→ Stored data entries

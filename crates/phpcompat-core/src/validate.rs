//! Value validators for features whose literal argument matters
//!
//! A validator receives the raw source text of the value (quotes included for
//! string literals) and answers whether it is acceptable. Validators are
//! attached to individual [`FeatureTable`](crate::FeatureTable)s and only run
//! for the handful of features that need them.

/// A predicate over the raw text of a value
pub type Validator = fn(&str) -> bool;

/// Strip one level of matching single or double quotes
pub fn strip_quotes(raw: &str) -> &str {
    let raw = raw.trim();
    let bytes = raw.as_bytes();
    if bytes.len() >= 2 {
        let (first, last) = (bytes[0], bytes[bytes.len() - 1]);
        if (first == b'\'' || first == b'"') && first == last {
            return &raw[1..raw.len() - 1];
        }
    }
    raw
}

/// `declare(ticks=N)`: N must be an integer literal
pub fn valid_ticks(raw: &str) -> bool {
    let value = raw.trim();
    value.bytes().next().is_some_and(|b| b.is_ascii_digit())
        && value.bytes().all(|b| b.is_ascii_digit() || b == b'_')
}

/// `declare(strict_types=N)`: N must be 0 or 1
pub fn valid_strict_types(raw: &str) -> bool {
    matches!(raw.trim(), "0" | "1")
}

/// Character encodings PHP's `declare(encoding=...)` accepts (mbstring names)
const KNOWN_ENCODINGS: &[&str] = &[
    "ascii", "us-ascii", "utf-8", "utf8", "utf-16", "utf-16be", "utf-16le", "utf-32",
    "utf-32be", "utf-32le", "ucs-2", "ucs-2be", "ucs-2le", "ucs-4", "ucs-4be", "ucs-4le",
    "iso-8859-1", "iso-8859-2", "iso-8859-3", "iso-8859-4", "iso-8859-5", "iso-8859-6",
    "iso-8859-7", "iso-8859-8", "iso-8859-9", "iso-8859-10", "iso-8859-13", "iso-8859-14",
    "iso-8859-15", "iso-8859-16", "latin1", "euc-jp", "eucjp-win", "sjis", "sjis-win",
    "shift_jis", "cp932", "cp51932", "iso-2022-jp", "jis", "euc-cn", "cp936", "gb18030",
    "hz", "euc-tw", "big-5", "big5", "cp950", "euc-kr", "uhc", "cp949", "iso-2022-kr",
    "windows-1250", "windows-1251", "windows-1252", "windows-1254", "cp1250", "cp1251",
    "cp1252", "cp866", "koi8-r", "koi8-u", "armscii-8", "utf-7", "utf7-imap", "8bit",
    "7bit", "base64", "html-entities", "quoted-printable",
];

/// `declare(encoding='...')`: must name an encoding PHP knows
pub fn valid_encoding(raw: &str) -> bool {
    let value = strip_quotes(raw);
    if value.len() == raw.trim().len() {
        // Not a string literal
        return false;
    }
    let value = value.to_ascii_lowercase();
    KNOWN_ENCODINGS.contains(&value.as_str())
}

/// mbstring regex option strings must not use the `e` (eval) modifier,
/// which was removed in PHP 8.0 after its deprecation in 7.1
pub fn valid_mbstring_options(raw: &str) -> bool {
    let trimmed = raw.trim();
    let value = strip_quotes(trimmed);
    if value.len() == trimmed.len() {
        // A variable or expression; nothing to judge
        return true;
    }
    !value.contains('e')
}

→ Exercise directions
A faithful, word-for-word copy of the data is the expected answer.

→ Exercise output
filename crates/phpcompat-core/src/validate.rs
//! Value validators for features whose literal argument matters
//!
//! A validator receives the raw source text of the value (quotes included for
//! string literals) and answers whether it is acceptable. Validators are
//! attached to individual [`FeatureTable`](crate::FeatureTable)s and only run
//! for the handful of features that need them.

/// A predicate over the raw text of a value
pub type Validator = fn(&str) -> bool;

/// Strip one level of matching single or double quotes
pub fn strip_quotes(raw: &str) -> &str {
    let raw = raw.trim();
    let bytes = raw.as_bytes();
    if bytes.len() >= 2 {
        let (first, last) = (bytes[0], bytes[bytes.len() - 1]);
        if (first == b'\'' || first == b'"') && first == last {
            return &raw[1..raw.len() - 1];
        }
    }
    raw
}

/// `declare(ticks=N)`: N must be an integer literal
pub fn valid_ticks(raw: &str) -> bool {
    let value = raw.trim();
    value.bytes().next().is_some_and(|b| b.is_ascii_digit())
        && value.bytes().all(|b| b.is_ascii_digit() || b == b'_')
}

/// `declare(strict_types=N)`: N must be 0 or 1
pub fn valid_strict_types(raw: &str) -> bool {
    matches!(raw.trim(), "0" | "1")
}

/// Character encodings PHP's `declare(encoding=...)` accepts (mbstring names)
const KNOWN_ENCODINGS: &[&str] = &[
    "ascii", "us-ascii", "utf-8", "utf8", "utf-16", "utf-16be", "utf-16le", "utf-32",
    "utf-32be", "utf-32le", "ucs-2", "ucs-2be", "ucs-2le", "ucs-4", "ucs-4be", "ucs-4le",
    "iso-8859-1", "iso-8859-2", "iso-8859-3", "iso-8859-4", "iso-8859-5", "iso-8859-6",
    "iso-8859-7", "iso-8859-8", "iso-8859-9", "iso-8859-10", "iso-8859-13", "iso-8859-14",
    "iso-8859-15", "iso-8859-16", "latin1", "euc-jp", "eucjp-win", "sjis", "sjis-win",
    "shift_jis", "cp932", "cp51932", "iso-2022-jp", "jis", "euc-cn", "cp936", "gb18030",
    "hz", "euc-tw", "big-5", "big5", "cp950", "euc-kr", "uhc", "cp949", "iso-2022-kr",
    "windows-1250", "windows-1251", "windows-1252", "windows-1254", "cp1250", "cp1251",
    "cp1252", "cp866", "koi8-r", "koi8-u", "armscii-8", "utf-7", "utf7-imap", "8bit",
    "7bit", "base64", "html-entities", "quoted-printable",
];

/// `declare(encoding='...')`: must name an encoding PHP knows
pub fn valid_encoding(raw: &str) -> bool {
    let value = strip_quotes(raw);
    if value.len() == raw.trim().len() {
        // Not a string literal
        return false;
    }
    let value = value.to_ascii_lowercase();
    KNOWN_ENCODINGS.contains(&value.as_str())
}

/// mbstring regex option strings must not use the `e` (eval) modifier,
/// which was removed in PHP 8.0 after its deprecation in 7.1
pub fn valid_mbstring_options(raw: &str) -> bool {
    let trimmed = raw.trim();
    let value = strip_quotes(trimmed);
    if value.len() == trimmed.len() {
        // A variable or expression; nothing to judge
        return true;
    }
    !value.contains('e')
}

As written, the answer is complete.